L’uomo era fortemente indebitato. Si inginocchiò davanti al re e lo supplicò di condonargli il debito. Allora il re fu colto da compassione. Appena liberato, l’uomo andò dal suo collaboratore, che gli doveva una somma modesta. Questi lo supplicò di avere pazienza con lui, finché non avesse potuto pagare tutto. L’uomo spietato fece gettare il suo debitore in prigione. Quando il re venne a saperlo, si adirò molto e fece rinchiudere e torturare il debitore dal cuore duro, finché non ebbe pagato tutto.

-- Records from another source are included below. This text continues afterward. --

//! Decoded token claims and the issuer / audience / revocation checks.
//!
//! The checks are independent of each other: every one runs once the token
//! decoded, and `check_claims` reports violations in a fixed order.

use serde::{Deserialize, Serialize};
use serde_json::{Map, Value};

use super::rules::ValidationConfig;

/// Claims of a decoded token. Unknown claims are kept as-is.
#[derive(Debug, Clone, Default, PartialEq, Serialize, Deserialize)]
#[serde(transparent)]
pub struct Claims(Map<String, Value>);

impl Claims {
    pub fn get(&self, name: &str) -> Option<&Value> {
        self.0.get(name)
    }

    fn str_claim(&self, name: &str) -> Option<&str> {
        self.0.get(name).and_then(Value::as_str)
    }

    pub fn iss(&self) -> Option<&str> {
        self.str_claim("iss")
    }

    pub fn sub(&self) -> Option<&str> {
        self.str_claim("sub")
    }

    pub fn jti(&self) -> Option<&str> {
        self.str_claim("jti")
    }

    pub fn aud(&self) -> Option<&Value> {
        self.0.get("aud")
    }

    pub fn as_map(&self) -> &Map<String, Value> {
        &self.0
    }
}

/// A failed claim constraint.
#[derive(Debug, Clone, Copy, PartialEq, Eq)]
pub enum ClaimViolation {
    Issuer,
    Audience,
    Revoked,
}

impl ClaimViolation {
    pub fn detail(self) -> &'static str {
        match self {
            Self::Issuer => r#"Invalid "iss" value in the token."#,
            Self::Audience => r#"Invalid "aud" value in the token."#,
            Self::Revoked => "Token has been revoked",
        }
    }
}

pub fn check_issuer(claims: &Claims, expected: Option<&str>) -> Result<(), ClaimViolation> {
    match expected {
        Some(expected) if claims.iss() != Some(expected) => Err(ClaimViolation::Issuer),
        _ => Ok(()),
    }
}

/// List `aud` must contain `expected`; scalar `aud` must equal it.
pub fn check_audience(claims: &Claims, expected: Option<&str>) -> Result<(), ClaimViolation> {
    let Some(expected) = expected else {
        return Ok(());
    };

    let ok = match claims.aud() {
        Some(Value::Array(values)) => values.iter().any(|v| v.as_str() == Some(expected)),
        Some(Value::String(aud)) => aud == expected,
        _ => false,
    };

    if ok {
        Ok(())
    } else {
        Err(ClaimViolation::Audience)
    }
}

pub fn check_revocation(claims: &Claims, rules: &ValidationConfig) -> Result<(), ClaimViolation> {
    match claims.jti() {
        Some(jti) if rules.is_revoked(jti) => Err(ClaimViolation::Revoked),
        _ => Ok(()),
    }
}

/// Runs every check; violations come back ordered issuer, audience, revocation.
pub fn check_claims(claims: &Claims, rules: &ValidationConfig) -> Vec<ClaimViolation> {
    [
        check_issuer(claims, rules.issuer()),
        check_audience(claims, rules.audience()),
        check_revocation(claims, rules),
    ]
    .into_iter()
    .filter_map(Result::err)
    .collect()
}

#[cfg(test)]
mod tests {
    use super::*;
    use serde_json::json;

    fn claims(value: Value) -> Claims {
        serde_json::from_value(value).unwrap()
    }

    #[test]
    fn issuer() {
        let c = claims(json!({ "iss": "MyIssuer" }));

        assert_eq!(check_issuer(&c, None), Ok(()));
        assert_eq!(check_issuer(&c, Some("MyIssuer")), Ok(()));
        assert_eq!(check_issuer(&c, Some("Other")), Err(ClaimViolation::Issuer));
        assert_eq!(
            check_issuer(&claims(json!({})), Some("MyIssuer")),
            Err(ClaimViolation::Issuer)
        );
    }

    #[test]
    fn scalar_audience() {
        let c = claims(json!({ "aud": "MyAPI" }));

        assert_eq!(check_audience(&c, None), Ok(()));
        assert_eq!(check_audience(&c, Some("MyAPI")), Ok(()));
        assert_eq!(check_audience(&c, Some("MyAP")), Err(ClaimViolation::Audience));
    }

    #[test]
    fn list_audience() {
        let c = claims(json!({ "aud": ["MyAPI1", "MyAPI2"] }));

        assert_eq!(check_audience(&c, Some("MyAPI2")), Ok(()));
        assert_eq!(
            check_audience(&c, Some("SomeExpectedAPI")),
            Err(ClaimViolation::Audience)
        );
    }

    #[test]
    fn missing_or_odd_audience_fails() {
        assert_eq!(
            check_audience(&claims(json!({})), Some("MyAPI")),
            Err(ClaimViolation::Audience)
        );
        assert_eq!(
            check_audience(&claims(json!({ "aud": 7 })), Some("7")),
            Err(ClaimViolation::Audience)
        );
    }

    #[test]
    fn revocation() {
        let c = claims(json!({ "jti": "id-123" }));

        assert_eq!(check_revocation(&c, &ValidationConfig::new()), Ok(()));
        assert_eq!(
            check_revocation(
                &c,
                &ValidationConfig::new().with_revoked_token_ids(["id-456", "id-789"])
            ),
            Ok(())
        );
        assert_eq!(
            check_revocation(&c, &ValidationConfig::new().with_revoked_token_ids(["id-123"])),
            Err(ClaimViolation::Revoked)
        );
        // no jti, nothing to revoke
        assert_eq!(
            check_revocation(
                &claims(json!({})),
                &ValidationConfig::new().with_revoked_token_ids(["id-123"])
            ),
            Ok(())
        );
    }

    #[test]
    fn all_violations_in_fixed_order() {
        let c = claims(json!({ "aud": "MyAPI", "iss": "MyIssuer", "jti": "id-123" }));
        let rules = ValidationConfig::new()
            .with_revoked_token_ids(["id-123"])
            .with_audience("MyOtherAPI")
            .with_issuer("SomeIssuer");

        assert_eq!(
            check_claims(&c, &rules),
            vec![
                ClaimViolation::Issuer,
                ClaimViolation::Audience,
                ClaimViolation::Revoked
            ]
        );
    }

    #[test]
    fn accessors_and_passthrough() {
        let c = claims(json!({ "sub": "u1", "jti": "j", "custom": { "a": 1 } }));

        assert_eq!(c.sub(), Some("u1"));
        assert_eq!(c.jti(), Some("j"));
        assert_eq!(c.get("custom"), Some(&json!({ "a": 1 })));
        assert_eq!(c.as_map().len(), 3);
    }
}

Gesù raccontò questa parabola ai suoi discepoli perché stavano discutendo su quante volte si dovesse perdonare qualcuno. In questa parabola, Gesù paragonò il debito al denaro. – Ogni giorno ci feriamo a vicenda più volte con le parole e con le azioni. Abbiamo dei debiti gli uni verso gli altri e abbiamo bisogno di perdono.
Signore, quante volte devo perdonare un fratello che mi ha fatto un torto? Fino a sette volte?» «No», rispose Gesù. «Non solo fino a sette volte, ma fino a settanta volte sette!
Matteo 18,21b-22
Gesù ha dato la sua vita per espiare le nostre colpe. Per questo ci chiede di perdonare a nostra volta coloro che ci trattano ingiustamente.
Quanto ti risulta difficile perdonare i tuoi «nemici»?